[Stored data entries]

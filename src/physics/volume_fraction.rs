extern crate nalgebra as na;

use crate::fv_core::geometry::Vector;
use crate::fv_core::mesh::Mesh;
use crate::physics::{velocity_at, GoverningEquations, Limits};

/// Advection of a volume fraction `C` by a prescribed velocity `V` plus an
/// interface-compression velocity `Vr`.
///
/// Variables: `[C, u, v, w, Vrx, Vry, Vrz]`. Only `C` is transported; the
/// velocities are carried as data and have zero flux.
#[derive(Debug, Clone)]
pub struct VolumeFractionAdvection {
    limits: [Limits; 7],
}

impl VolumeFractionAdvection {
    pub fn new() -> Self {
        let mut limits = [Limits::UNBOUNDED; 7];
        limits[0] = Limits::new(0.0, 1.0);
        VolumeFractionAdvection { limits }
    }

    fn transport_velocity(u: &[f64]) -> Vector {
        velocity_at(u, 1) + velocity_at(u, 4)
    }
}

impl Default for VolumeFractionAdvection {
    fn default() -> Self {
        Self::new()
    }
}

impl GoverningEquations for VolumeFractionAdvection {
    fn description(&self) -> &'static str {
        "Volume fraction advection"
    }

    fn num_vars(&self) -> usize {
        7
    }

    fn var_names(&self) -> Vec<&'static str> {
        vec!["C", "u", "v", "w", "Vrx", "Vry", "Vrz"]
    }

    fn physical_limits(&self) -> &[Limits] {
        &self.limits
    }

    fn convective_flux(&self, u: &[f64], n: &Vector) -> na::DVector<f64> {
        let mut flux = na::DVector::zeros(7);
        flux[0] = u[0] * Self::transport_velocity(u).dot(n);
        flux
    }

    fn sorted_eigenvalues(&self, u: &[f64], n: &Vector) -> Vec<f64> {
        let mut ev = vec![0.0; 7];
        ev[0] = Self::transport_velocity(u).dot(n);
        ev.sort_by(|a, b| a.total_cmp(b));
        ev
    }

    fn has_real_time_derivative(&self, var: usize) -> bool {
        var == 0
    }
}

/// Recomputes the interface-compression velocity of every cell from the
/// current volume-fraction gradient:
/// `Vr = (1 - C) * Ca * |V| * gradC/|gradC|` with `Ca = 0.5 * sqrt(|n_C . V/|V||)`.
pub fn update_compression_velocity(mesh: &mut Mesh) {
    const SMALL: f64 = 1e-6;
    let fields = &mut mesh.fields;
    for i in 0..fields.num_cells() {
        let grad_c = fields.gradient(i)[0];
        let u = fields.u(i);
        let c = u[0];
        let v = velocity_at(u, 1);

        let mag_grad = grad_c.norm();
        let unit_grad = if mag_grad > SMALL {
            grad_c / mag_grad
        } else {
            Vector::zeros()
        };
        let mag_v = v.norm();
        let unit_v = if mag_v > SMALL { v / mag_v } else { Vector::zeros() };

        let ca = 0.5 * unit_grad.dot(&unit_v).abs().sqrt();
        let vr = unit_grad * (ca * mag_v) * (1.0 - c);

        let u = fields.u_mut(i);
        u[4] = vr.x;
        u[5] = vr.y;
        u[6] = vr.z;
    }
}
use pp_fvm::{
    config::SolverConfig,
    convergence::Convergence,
    fv_core::{
        condition::{
            initialize_mesh, BoundaryCondition, ExtrapolatedBc, FunctionInitializer, InletBc,
            InletProperties, InviscidWallBc, PressureOutletBc,
        },
        geometry::{Point, Vector},
        gradient::LeastSquareCellGradient,
        initial,
        mesh_builder::{Structured2D, ETA_MAX, ETA_MIN, XI_MAX, XI_MIN},
        neighbors::{CellNeighborCalculator, FaceBasedCellNeighbors},
        reconstruction::VkLimiterReconstructor,
        residual::{ConvectionResidual, DiffusionResidual, ResidualCalculator, SourceResidual},
        riemann::{HllRiemannSolver, HllcRiemannSolver, HllcVofRiemannSolver},
        space_disc::SpaceDiscretization,
    },
    physics::{
        volume_fraction::update_compression_velocity, ArtificialCompressibilityVof,
        EulerEquations, GoverningEquations, VolumeFractionAdvection,
    },
    solver::Solver,
    time_integrator::{
        fvm_ssp_rk::{SspRk2TimeIntegrator, SspRk3TimeIntegrator},
        time_step::LocalTimeStep,
    },
};

use std::f64::consts::PI;
use std::path::PathBuf;
use std::rc::Rc;
use tracing::info;

fn with_output(config: &SolverConfig, name: &str) -> SolverConfig {
    let mut config = config.clone();
    if config.working_directory.is_none() {
        config.working_directory = Some(PathBuf::from("results/csv_files").join(name));
    }
    config
}

/// Subsonic channel flow over a circular-arc bump in the lower wall.
pub fn euler_bump(config: &SolverConfig) -> Result<(), Box<dyn std::error::Error>> {
    let gamma = 1.4;
    let rho = 1.0;
    let p = 1.0 / gamma;
    let mach = 0.5;
    let bump_height = 0.04;

    let eqn = Rc::new(EulerEquations::new(gamma, 287.0));
    let shared: Rc<dyn GoverningEquations> = eqn.clone();

    let mut structured = Structured2D::cartesian((-1.5, 0.0), (3.0, 1.0), (60, 20));
    for col in structured.nodes.iter_mut() {
        for node in col.iter_mut() {
            if node.x.abs() < 0.5 {
                node.y += bump_height * (PI * node.x).cos().powi(2) * (1.0 - node.y);
            }
        }
    }

    let inlet = InletBc::new(eqn.clone(), move |_| InletProperties {
        speed: mach,
        density: rho,
        pressure: p,
    });
    let boundaries: Vec<(&str, Box<dyn BoundaryCondition>)> = vec![
        (XI_MIN, Box::new(inlet)),
        (XI_MAX, Box::new(ExtrapolatedBc::new(shared.clone()))),
        (ETA_MIN, Box::new(InviscidWallBc::new(shared.clone(), 1))),
        (ETA_MAX, Box::new(InviscidWallBc::new(shared.clone(), 1))),
    ];
    let mut mesh = structured.build(eqn.num_vars(), boundaries)?;

    let stencil = FaceBasedCellNeighbors.calculate(&mesh.grid);
    let gradient = LeastSquareCellGradient::new(&mesh.grid, &stencil)?;
    let residuals: Vec<Box<dyn ResidualCalculator>> = vec![Box::new(ConvectionResidual::new(
        Box::new(VkLimiterReconstructor::new(shared.clone(), stencil)),
        Box::new(HllcRiemannSolver::new(eqn.clone())),
    ))];
    let mut integrator = SspRk2TimeIntegrator::new(
        SpaceDiscretization::new(Box::new(gradient), residuals),
        Box::new(LocalTimeStep::new(shared.clone())),
    );

    let init = initial::euler_freestream(&eqn, rho, Vector::new(mach, 0.0, 0.0), p);
    initialize_mesh(&mut mesh, &init, 0.0)?;

    let solver = Solver::new(
        shared,
        Convergence::uniform(eqn.num_vars(), 1e-6),
        with_output(config, "euler_bump"),
    );
    let report = solver.solve_steady(&mut mesh, &mut integrator)?;
    info!(
        "bump: {} iterations, converged: {}",
        report.iterations, report.converged
    );

    Ok(())
}

/// Circular blob of volume fraction carried diagonally through a 40x40
/// grid with dual time stepping.
pub fn volume_fraction_advection(
    config: &SolverConfig,
) -> Result<(), Box<dyn std::error::Error>> {
    let real_dt = 0.01;
    let num_steps = 20;

    let eqn: Rc<dyn GoverningEquations> = Rc::new(VolumeFractionAdvection::new());
    let boundaries: Vec<(&str, Box<dyn BoundaryCondition>)> = [XI_MIN, XI_MAX, ETA_MIN, ETA_MAX]
        .iter()
        .map(|&name| {
            let bc: Box<dyn BoundaryCondition> = Box::new(ExtrapolatedBc::new(eqn.clone()));
            (name, bc)
        })
        .collect();
    let mut mesh = Structured2D::cartesian((-5.0, -5.0), (10.0, 10.0), (40, 40))
        .build(eqn.num_vars(), boundaries)?;

    let stencil = FaceBasedCellNeighbors.calculate(&mesh.grid);
    let gradient = LeastSquareCellGradient::new(&mesh.grid, &stencil)?;
    let residuals: Vec<Box<dyn ResidualCalculator>> = vec![
        Box::new(ConvectionResidual::new(
            Box::new(VkLimiterReconstructor::new(eqn.clone(), stencil)),
            Box::new(HllRiemannSolver::new(eqn.clone())),
        )),
        Box::new(DiffusionResidual::new(eqn.clone())),
    ];
    let mut integrator = SspRk2TimeIntegrator::new(
        SpaceDiscretization::new(Box::new(gradient), residuals),
        Box::new(LocalTimeStep::new(eqn.clone())),
    );

    let init = initial::circular_volume_fraction(Point::origin(), 0.5, Vector::new(1.0, 0.5, 0.0));
    initialize_mesh(&mut mesh, &init, 0.0)?;
    let volume = mesh.integral()[0];

    let mut config = with_output(config, "volume_fraction_advection");
    config.courant_number = 1.0;
    let solver = Solver::new(eqn.clone(), Convergence::uniform(eqn.num_vars(), 1e-3), config);
    let report = solver.solve_transient(
        &mut mesh,
        &mut integrator,
        0.0,
        real_dt,
        num_steps,
        update_compression_velocity,
    )?;

    info!("iterations per step: {:?}", report.iterations);
    info!(
        "volume of phase 1: {:.6} -> {:.6}",
        volume,
        mesh.integral()[0]
    );

    Ok(())
}

/// Two-phase column settling under gravity below a pressure outlet.
pub fn settling_column(config: &SolverConfig) -> Result<(), Box<dyn std::error::Error>> {
    let gravity = Vector::new(0.0, -1.0, 0.0);
    let eqn = Rc::new(ArtificialCompressibilityVof::new(
        10.0, 1e-2, 1.0, 1e-3, gravity, 10.0,
    ));
    let shared: Rc<dyn GoverningEquations> = eqn.clone();

    let boundaries: Vec<(&str, Box<dyn BoundaryCondition>)> = vec![
        (XI_MIN, Box::new(InviscidWallBc::new(shared.clone(), 1))),
        (XI_MAX, Box::new(InviscidWallBc::new(shared.clone(), 1))),
        (ETA_MIN, Box::new(InviscidWallBc::new(shared.clone(), 1))),
        (ETA_MAX, Box::new(PressureOutletBc::new(shared.clone(), |_| 0.0))),
    ];
    let mut mesh = Structured2D::cartesian((0.0, 0.0), (0.5, 1.0), (10, 20))
        .build(eqn.num_vars(), boundaries)?;

    let stencil = FaceBasedCellNeighbors.calculate(&mesh.grid);
    let gradient = LeastSquareCellGradient::new(&mesh.grid, &stencil)?;
    let residuals: Vec<Box<dyn ResidualCalculator>> = vec![
        Box::new(ConvectionResidual::new(
            Box::new(VkLimiterReconstructor::new(shared.clone(), stencil)),
            Box::new(HllcVofRiemannSolver::new(eqn.clone())),
        )),
        Box::new(DiffusionResidual::new(shared.clone())),
        Box::new(SourceResidual::new(shared.clone())),
    ];
    let mut integrator = SspRk3TimeIntegrator::new(
        SpaceDiscretization::new(Box::new(gradient), residuals),
        Box::new(LocalTimeStep::new(shared.clone())),
    );

    let init = FunctionInitializer {
        f: |p: &Point| {
            let c = if p.y > 0.5 && p.y < 0.75 { 1.0 } else { 0.0 };
            vec![0.0, 0.0, 0.0, 0.0, c]
        },
    };
    initialize_mesh(&mut mesh, &init, 0.0)?;

    let solver = Solver::new(
        shared,
        Convergence::uniform(eqn.num_vars(), 1e-4),
        with_output(config, "settling_column"),
    );
    let report = solver.solve_transient(&mut mesh, &mut integrator, 0.0, 0.01, 10, |_| {})?;
    info!("iterations per step: {:?}", report.iterations);

    Ok(())
}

# [What is required]
All that should be written out is the stretch of lines above between the one holding "Advection of a" and the one holding "fn physical_limits(&self) ->", inclusive, exactly as given.

# [Exercise output]
/// Advection of a volume fraction `C` by a prescribed velocity `V` plus an
/// interface-compression velocity `Vr`.
///
/// Variables: `[C, u, v, w, Vrx, Vry, Vrz]`. Only `C` is transported; the
/// velocities are carried as data and have zero flux.
#[derive(Debug, Clone)]
pub struct VolumeFractionAdvection {
    limits: [Limits; 7],
}

impl VolumeFractionAdvection {
    pub fn new() -> Self {
        let mut limits = [Limits::UNBOUNDED; 7];
        limits[0] = Limits::new(0.0, 1.0);
        VolumeFractionAdvection { limits }
    }

    fn transport_velocity(u: &[f64]) -> Vector {
        velocity_at(u, 1) + velocity_at(u, 4)
    }
}

impl Default for VolumeFractionAdvection {
    fn default() -> Self {
        Self::new()
    }
}

impl GoverningEquations for VolumeFractionAdvection {
    fn description(&self) -> &'static str {
        "Volume fraction advection"
    }

    fn num_vars(&self) -> usize {
        7
    }

    fn var_names(&self) -> Vec<&'static str> {
        vec!["C", "u", "v", "w", "Vrx", "Vry", "Vrz"]
    }

    fn physical_limits(&self) -> &[Limits] {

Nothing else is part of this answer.